▸ What to work on:
In full and without change, repeat the records shown below.
━━━━━━
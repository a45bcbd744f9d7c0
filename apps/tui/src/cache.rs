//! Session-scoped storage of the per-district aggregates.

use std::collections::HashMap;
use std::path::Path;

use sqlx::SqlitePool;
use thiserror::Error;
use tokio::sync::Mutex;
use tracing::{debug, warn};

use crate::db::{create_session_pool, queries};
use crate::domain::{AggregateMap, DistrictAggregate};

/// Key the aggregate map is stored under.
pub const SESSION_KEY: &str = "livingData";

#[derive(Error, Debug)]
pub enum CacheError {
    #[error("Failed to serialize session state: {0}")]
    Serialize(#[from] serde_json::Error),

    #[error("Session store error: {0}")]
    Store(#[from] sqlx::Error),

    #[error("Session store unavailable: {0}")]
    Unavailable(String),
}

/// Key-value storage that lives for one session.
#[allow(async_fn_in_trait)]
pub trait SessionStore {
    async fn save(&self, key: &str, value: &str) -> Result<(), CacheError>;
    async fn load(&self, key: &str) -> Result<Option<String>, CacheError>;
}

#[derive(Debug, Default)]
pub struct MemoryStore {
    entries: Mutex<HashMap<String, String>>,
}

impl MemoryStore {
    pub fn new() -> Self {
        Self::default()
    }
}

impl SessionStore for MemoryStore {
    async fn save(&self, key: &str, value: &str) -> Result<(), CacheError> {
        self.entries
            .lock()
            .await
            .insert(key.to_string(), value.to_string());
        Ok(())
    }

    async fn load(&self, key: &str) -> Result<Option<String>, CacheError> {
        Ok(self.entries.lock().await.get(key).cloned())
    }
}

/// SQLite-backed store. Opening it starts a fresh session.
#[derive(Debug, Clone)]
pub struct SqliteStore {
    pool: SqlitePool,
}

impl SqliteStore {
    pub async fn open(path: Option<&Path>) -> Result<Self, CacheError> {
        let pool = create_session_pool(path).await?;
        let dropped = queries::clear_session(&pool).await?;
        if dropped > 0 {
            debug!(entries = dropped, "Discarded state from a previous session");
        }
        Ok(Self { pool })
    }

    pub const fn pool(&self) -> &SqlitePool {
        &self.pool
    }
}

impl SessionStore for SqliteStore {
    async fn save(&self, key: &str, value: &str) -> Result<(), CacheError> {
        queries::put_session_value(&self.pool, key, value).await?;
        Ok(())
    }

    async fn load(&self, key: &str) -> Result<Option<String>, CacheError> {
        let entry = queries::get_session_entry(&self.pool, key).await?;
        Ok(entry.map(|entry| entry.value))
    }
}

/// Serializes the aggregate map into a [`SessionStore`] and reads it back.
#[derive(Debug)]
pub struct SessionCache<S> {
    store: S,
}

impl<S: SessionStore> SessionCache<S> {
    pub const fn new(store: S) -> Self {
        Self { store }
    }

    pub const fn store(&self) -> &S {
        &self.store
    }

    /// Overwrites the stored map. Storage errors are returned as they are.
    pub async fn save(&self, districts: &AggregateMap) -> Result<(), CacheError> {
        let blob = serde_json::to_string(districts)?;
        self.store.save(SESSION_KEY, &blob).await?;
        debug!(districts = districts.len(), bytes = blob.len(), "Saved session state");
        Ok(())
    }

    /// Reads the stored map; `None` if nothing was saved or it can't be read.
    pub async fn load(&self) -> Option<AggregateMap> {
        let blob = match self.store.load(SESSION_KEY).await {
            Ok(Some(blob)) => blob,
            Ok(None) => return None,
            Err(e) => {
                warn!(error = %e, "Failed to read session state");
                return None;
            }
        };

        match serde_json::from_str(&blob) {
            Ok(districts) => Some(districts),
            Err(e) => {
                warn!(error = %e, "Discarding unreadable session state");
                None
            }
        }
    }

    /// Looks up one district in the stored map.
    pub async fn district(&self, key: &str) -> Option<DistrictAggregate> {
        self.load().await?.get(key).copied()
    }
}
━━━━━━
▸ Expected answer:
repository a45bcbd744f9d7c0
filename apps/tui/src/cache.rs
//! Session-scoped storage of the per-district aggregates.

use std::collections::HashMap;
use std::path::Path;

use sqlx::SqlitePool;
use thiserror::Error;
use tokio::sync::Mutex;
use tracing::{debug, warn};

use crate::db::{create_session_pool, queries};
use crate::domain::{AggregateMap, DistrictAggregate};

/// Key the aggregate map is stored under.
pub const SESSION_KEY: &str = "livingData";

#[derive(Error, Debug)]
pub enum CacheError {
    #[error("Failed to serialize session state: {0}")]
    Serialize(#[from] serde_json::Error),

    #[error("Session store error: {0}")]
    Store(#[from] sqlx::Error),

    #[error("Session store unavailable: {0}")]
    Unavailable(String),
}

/// Key-value storage that lives for one session.
#[allow(async_fn_in_trait)]
pub trait SessionStore {
    async fn save(&self, key: &str, value: &str) -> Result<(), CacheError>;
    async fn load(&self, key: &str) -> Result<Option<String>, CacheError>;
}

#[derive(Debug, Default)]
pub struct MemoryStore {
    entries: Mutex<HashMap<String, String>>,
}

impl MemoryStore {
    pub fn new() -> Self {
        Self::default()
    }
}

impl SessionStore for MemoryStore {
    async fn save(&self, key: &str, value: &str) -> Result<(), CacheError> {
        self.entries
            .lock()
            .await
            .insert(key.to_string(), value.to_string());
        Ok(())
    }

    async fn load(&self, key: &str) -> Result<Option<String>, CacheError> {
        Ok(self.entries.lock().await.get(key).cloned())
    }
}

/// SQLite-backed store. Opening it starts a fresh session.
#[derive(Debug, Clone)]
pub struct SqliteStore {
    pool: SqlitePool,
}

impl SqliteStore {
    pub async fn open(path: Option<&Path>) -> Result<Self, CacheError> {
        let pool = create_session_pool(path).await?;
        let dropped = queries::clear_session(&pool).await?;
        if dropped > 0 {
            debug!(entries = dropped, "Discarded state from a previous session");
        }
        Ok(Self { pool })
    }

    pub const fn pool(&self) -> &SqlitePool {
        &self.pool
    }
}

impl SessionStore for SqliteStore {
    async fn save(&self, key: &str, value: &str) -> Result<(), CacheError> {
        queries::put_session_value(&self.pool, key, value).await?;
        Ok(())
    }

    async fn load(&self, key: &str) -> Result<Option<String>, CacheError> {
        let entry = queries::get_session_entry(&self.pool, key).await?;
        Ok(entry.map(|entry| entry.value))
    }
}

/// Serializes the aggregate map into a [`SessionStore`] and reads it back.
#[derive(Debug)]
pub struct SessionCache<S> {
    store: S,
}

impl<S: SessionStore> SessionCache<S> {
    pub const fn new(store: S) -> Self {
        Self { store }
    }

    pub const fn store(&self) -> &S {
        &self.store
    }

    /// Overwrites the stored map. Storage errors are returned as they are.
    pub async fn save(&self, districts: &AggregateMap) -> Result<(), CacheError> {
        let blob = serde_json::to_string(districts)?;
        self.store.save(SESSION_KEY, &blob).await?;
        debug!(districts = districts.len(), bytes = blob.len(), "Saved session state");
        Ok(())
    }

    /// Reads the stored map; `None` if nothing was saved or it can't be read.
    pub async fn load(&self) -> Option<AggregateMap> {
        let blob = match self.store.load(SESSION_KEY).await {
            Ok(Some(blob)) => blob,
            Ok(None) => return None,
            Err(e) => {
                warn!(error = %e, "Failed to read session state");
                return None;
            }
        };

        match serde_json::from_str(&blob) {
            Ok(districts) => Some(districts),
            Err(e) => {
                warn!(error = %e, "Discarding unreadable session state");
                None
            }
        }
    }

    /// Looks up one district in the stored map.
    pub async fn district(&self, key: &str) -> Option<DistrictAggregate> {
        self.load().await?.get(key).copied()
    }
}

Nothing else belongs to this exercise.